- [What the task requires] In the entries below, tally the lines that contain the string "PrefsCommand", then state that number alone.

START Dataset extract

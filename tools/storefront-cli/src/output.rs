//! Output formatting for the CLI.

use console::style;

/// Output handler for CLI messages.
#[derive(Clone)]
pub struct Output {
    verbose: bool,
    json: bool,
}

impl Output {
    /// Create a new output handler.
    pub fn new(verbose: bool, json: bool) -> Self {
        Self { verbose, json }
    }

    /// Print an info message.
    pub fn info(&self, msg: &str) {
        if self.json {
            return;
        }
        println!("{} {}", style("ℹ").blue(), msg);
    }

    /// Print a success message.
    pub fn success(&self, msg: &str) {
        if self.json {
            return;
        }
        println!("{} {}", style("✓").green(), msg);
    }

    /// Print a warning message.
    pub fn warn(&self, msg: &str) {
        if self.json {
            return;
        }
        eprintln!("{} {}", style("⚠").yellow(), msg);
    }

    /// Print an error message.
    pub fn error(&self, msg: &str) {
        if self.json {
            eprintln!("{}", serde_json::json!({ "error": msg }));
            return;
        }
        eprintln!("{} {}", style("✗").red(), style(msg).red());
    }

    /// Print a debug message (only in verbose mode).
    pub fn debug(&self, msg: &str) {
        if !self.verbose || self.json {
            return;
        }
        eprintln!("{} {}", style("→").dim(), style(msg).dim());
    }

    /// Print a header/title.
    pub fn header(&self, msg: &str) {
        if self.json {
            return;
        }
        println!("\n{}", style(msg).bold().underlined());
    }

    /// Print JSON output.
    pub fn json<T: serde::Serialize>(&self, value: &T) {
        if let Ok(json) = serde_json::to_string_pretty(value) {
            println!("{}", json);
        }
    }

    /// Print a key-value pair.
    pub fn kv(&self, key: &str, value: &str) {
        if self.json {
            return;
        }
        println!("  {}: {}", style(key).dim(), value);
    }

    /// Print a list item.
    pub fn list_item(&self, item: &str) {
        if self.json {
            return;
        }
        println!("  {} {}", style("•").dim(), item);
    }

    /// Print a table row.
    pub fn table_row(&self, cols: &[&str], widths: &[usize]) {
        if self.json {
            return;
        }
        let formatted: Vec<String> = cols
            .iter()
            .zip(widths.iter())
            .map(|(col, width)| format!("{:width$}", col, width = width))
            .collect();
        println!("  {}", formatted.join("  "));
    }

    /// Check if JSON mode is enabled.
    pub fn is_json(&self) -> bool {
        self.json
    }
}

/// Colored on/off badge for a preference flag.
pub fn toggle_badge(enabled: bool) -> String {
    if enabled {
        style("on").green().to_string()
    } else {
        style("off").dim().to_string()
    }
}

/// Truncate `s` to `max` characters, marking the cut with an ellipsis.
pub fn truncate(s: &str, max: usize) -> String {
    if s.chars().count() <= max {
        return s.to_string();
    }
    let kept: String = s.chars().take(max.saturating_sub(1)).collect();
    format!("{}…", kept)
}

END Dataset extract
START Dataset extract

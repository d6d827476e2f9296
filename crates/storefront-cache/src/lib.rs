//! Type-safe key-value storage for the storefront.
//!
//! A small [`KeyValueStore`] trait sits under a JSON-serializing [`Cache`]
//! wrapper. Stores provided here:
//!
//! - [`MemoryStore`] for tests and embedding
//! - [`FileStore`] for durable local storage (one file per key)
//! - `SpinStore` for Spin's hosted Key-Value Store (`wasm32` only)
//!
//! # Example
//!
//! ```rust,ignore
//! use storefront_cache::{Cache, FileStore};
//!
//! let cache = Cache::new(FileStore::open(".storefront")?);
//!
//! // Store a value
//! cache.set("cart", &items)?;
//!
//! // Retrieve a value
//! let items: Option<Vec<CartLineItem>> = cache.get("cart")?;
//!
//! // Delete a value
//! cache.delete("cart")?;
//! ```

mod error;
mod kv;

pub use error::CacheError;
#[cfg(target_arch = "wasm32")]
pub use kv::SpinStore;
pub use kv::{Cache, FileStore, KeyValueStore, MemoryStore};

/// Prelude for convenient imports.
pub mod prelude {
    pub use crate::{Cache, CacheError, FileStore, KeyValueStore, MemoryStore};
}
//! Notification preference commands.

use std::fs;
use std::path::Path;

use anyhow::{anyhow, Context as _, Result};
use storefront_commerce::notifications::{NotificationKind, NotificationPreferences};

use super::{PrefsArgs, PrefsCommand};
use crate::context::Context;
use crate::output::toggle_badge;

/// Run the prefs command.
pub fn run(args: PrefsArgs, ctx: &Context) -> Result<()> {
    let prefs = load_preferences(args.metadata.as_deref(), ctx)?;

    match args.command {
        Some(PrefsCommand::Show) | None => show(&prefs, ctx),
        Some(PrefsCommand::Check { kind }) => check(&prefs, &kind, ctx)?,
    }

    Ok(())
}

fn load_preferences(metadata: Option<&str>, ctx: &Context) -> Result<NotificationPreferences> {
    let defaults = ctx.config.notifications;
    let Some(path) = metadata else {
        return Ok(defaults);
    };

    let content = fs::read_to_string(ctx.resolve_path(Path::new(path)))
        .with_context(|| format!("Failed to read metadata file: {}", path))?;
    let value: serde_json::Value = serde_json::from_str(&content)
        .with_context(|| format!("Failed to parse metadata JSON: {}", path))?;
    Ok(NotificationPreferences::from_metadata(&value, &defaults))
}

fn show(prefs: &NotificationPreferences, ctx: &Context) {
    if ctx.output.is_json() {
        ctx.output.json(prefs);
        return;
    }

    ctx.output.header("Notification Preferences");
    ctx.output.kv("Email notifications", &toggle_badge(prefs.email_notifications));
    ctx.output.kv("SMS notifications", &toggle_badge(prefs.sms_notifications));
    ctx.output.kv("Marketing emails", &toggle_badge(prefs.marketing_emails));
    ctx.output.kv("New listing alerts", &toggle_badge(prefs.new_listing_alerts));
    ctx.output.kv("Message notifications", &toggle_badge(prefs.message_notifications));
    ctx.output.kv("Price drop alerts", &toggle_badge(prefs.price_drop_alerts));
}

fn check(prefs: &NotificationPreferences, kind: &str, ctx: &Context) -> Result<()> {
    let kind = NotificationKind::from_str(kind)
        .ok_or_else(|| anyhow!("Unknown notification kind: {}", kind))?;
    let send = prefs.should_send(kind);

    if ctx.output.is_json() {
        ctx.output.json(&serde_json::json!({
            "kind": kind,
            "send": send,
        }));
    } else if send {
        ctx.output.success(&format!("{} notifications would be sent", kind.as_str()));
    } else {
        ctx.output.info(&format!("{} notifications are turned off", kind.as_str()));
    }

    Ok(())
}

END Dataset extract
START Dataset extract

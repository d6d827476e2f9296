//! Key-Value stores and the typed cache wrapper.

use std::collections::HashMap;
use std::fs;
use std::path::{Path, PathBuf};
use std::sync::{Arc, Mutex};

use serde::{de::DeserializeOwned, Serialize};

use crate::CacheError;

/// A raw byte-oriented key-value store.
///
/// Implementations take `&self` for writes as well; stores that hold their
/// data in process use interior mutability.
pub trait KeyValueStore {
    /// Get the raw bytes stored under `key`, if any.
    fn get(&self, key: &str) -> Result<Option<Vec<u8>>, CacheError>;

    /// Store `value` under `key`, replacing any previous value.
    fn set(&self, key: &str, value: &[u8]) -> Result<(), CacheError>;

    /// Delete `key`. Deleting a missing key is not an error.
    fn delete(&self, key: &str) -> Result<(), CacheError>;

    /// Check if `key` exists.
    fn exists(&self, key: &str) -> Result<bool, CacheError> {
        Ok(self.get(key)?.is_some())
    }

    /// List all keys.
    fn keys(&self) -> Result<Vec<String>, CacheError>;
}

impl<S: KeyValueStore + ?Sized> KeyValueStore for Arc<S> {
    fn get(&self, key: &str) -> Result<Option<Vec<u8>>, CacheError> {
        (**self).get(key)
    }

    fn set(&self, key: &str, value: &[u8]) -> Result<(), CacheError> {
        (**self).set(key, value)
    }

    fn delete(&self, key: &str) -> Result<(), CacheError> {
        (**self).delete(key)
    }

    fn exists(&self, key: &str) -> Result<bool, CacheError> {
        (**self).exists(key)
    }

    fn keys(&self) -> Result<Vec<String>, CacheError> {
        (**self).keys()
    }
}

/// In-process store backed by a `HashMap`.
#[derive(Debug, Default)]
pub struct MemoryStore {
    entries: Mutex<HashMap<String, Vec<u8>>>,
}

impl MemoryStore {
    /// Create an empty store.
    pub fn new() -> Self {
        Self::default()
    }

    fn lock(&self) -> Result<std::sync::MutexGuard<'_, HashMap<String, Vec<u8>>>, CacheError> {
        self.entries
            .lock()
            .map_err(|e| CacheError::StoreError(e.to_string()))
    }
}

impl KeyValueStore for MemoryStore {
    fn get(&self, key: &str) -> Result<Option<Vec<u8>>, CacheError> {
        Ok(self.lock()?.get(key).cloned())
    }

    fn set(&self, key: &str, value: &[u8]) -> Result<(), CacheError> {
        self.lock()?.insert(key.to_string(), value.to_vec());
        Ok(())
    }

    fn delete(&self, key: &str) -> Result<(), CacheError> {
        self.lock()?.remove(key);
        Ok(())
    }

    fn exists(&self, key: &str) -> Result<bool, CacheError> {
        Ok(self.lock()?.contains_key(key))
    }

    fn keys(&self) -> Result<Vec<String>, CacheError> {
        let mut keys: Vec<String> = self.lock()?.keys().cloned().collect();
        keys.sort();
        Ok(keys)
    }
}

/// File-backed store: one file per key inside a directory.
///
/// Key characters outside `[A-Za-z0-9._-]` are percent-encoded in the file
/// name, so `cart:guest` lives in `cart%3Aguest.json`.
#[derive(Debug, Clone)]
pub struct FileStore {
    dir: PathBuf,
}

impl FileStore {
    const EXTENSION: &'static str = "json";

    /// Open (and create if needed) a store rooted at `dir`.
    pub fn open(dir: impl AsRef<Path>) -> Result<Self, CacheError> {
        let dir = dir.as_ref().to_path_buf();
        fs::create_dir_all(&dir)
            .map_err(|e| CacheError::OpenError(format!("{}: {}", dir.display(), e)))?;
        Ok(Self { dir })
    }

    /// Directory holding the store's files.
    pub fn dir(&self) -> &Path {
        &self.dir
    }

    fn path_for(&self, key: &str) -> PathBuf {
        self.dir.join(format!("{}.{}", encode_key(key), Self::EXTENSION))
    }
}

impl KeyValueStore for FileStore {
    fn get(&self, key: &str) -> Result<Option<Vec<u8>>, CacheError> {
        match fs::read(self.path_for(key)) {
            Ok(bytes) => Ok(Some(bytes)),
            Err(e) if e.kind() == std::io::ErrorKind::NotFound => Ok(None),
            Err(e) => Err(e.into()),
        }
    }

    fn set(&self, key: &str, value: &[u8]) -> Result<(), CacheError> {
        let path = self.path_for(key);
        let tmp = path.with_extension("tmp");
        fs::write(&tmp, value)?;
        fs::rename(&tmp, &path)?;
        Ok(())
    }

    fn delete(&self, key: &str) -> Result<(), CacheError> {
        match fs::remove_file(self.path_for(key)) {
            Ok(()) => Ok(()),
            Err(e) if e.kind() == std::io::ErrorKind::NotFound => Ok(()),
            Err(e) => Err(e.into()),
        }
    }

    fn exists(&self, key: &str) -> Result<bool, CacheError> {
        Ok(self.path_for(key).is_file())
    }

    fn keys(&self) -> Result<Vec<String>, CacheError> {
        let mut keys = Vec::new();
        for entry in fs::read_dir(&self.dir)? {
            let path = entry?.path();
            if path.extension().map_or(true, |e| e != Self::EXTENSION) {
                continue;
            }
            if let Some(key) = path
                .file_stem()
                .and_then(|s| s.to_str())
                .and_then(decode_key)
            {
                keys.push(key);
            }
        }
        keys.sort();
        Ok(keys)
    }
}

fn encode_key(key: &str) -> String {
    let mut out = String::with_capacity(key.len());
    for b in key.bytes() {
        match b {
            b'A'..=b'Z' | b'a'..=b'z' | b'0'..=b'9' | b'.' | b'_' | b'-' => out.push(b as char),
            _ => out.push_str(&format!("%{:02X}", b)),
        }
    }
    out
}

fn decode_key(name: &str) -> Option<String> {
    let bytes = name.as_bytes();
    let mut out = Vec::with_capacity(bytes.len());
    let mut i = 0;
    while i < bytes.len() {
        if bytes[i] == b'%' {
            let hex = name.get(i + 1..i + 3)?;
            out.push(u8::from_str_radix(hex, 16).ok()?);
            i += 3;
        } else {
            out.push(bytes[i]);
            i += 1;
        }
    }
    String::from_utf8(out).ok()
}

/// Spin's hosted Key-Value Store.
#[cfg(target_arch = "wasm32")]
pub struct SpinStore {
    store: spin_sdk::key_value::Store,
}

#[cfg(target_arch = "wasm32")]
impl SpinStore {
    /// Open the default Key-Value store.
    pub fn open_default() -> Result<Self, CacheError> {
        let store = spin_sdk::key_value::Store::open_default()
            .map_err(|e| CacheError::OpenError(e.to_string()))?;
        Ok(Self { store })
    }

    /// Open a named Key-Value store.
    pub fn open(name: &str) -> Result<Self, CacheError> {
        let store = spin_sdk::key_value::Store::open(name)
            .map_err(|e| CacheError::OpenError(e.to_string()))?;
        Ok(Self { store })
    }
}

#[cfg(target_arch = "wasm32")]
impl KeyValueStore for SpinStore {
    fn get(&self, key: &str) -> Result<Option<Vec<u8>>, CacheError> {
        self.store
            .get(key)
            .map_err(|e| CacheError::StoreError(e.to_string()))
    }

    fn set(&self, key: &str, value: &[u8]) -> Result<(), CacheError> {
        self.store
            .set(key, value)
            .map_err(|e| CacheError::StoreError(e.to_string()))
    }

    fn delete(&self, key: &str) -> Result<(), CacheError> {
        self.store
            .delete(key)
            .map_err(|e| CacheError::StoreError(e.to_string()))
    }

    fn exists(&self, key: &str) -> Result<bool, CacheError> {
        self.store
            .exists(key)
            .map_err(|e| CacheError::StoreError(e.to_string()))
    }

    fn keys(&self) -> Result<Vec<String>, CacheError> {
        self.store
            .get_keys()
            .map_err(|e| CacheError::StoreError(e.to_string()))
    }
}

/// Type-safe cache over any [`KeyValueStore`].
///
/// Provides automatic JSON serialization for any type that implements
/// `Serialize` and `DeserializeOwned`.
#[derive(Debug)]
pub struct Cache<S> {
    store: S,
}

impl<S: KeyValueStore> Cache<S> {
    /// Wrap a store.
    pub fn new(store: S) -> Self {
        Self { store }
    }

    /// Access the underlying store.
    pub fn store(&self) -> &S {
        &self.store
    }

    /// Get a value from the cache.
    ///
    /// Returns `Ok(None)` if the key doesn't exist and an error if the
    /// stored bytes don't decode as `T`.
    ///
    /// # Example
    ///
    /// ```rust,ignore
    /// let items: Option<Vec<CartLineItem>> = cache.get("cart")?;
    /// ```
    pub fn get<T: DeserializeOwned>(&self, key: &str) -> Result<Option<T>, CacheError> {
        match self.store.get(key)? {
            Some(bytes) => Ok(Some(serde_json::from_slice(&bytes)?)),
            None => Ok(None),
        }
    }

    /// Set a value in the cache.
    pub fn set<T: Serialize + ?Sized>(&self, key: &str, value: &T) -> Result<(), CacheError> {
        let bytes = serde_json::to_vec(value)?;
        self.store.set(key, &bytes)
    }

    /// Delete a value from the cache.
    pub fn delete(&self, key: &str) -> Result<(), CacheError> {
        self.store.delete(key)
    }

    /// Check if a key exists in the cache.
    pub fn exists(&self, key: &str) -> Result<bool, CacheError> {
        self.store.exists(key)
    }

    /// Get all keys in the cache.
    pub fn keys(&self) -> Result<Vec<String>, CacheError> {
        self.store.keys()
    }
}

END Dataset extract

- [Exercise output] 3